WHAT IS REQUIRED -
Starting at the line that contains "if let Some(parent)", print every remaining line of the entries, unchanged, and output nothing more.

__________________________________________________

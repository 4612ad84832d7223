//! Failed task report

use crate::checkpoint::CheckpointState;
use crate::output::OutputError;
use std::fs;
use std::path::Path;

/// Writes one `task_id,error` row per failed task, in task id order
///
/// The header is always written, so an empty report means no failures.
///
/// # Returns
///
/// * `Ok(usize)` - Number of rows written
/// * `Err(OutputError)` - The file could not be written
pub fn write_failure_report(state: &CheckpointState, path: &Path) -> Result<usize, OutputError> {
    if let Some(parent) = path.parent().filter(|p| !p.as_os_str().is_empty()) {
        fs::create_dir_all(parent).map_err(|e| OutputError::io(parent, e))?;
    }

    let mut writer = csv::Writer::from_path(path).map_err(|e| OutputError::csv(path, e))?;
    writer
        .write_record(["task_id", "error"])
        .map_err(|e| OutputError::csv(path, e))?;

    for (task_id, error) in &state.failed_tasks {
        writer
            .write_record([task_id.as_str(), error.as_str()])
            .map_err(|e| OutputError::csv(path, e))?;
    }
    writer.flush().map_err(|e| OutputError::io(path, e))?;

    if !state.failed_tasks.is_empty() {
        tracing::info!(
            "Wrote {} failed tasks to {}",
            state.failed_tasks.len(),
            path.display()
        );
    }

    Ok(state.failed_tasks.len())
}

__________________________________________________

SOLVED PROBLEM -
    if let Some(parent) = path.parent().filter(|p| !p.as_os_str().is_empty()) {
        fs::create_dir_all(parent).map_err(|e| OutputError::io(parent, e))?;
    }

    let mut writer = csv::Writer::from_path(path).map_err(|e| OutputError::csv(path, e))?;
    writer
        .write_record(["task_id", "error"])
        .map_err(|e| OutputError::csv(path, e))?;

    for (task_id, error) in &state.failed_tasks {
        writer
            .write_record([task_id.as_str(), error.as_str()])
            .map_err(|e| OutputError::csv(path, e))?;
    }
    writer.flush().map_err(|e| OutputError::io(path, e))?;

    if !state.failed_tasks.is_empty() {
        tracing::info!(
            "Wrote {} failed tasks to {}",
            state.failed_tasks.len(),
            path.display()
        );
    }

    Ok(state.failed_tasks.len())
}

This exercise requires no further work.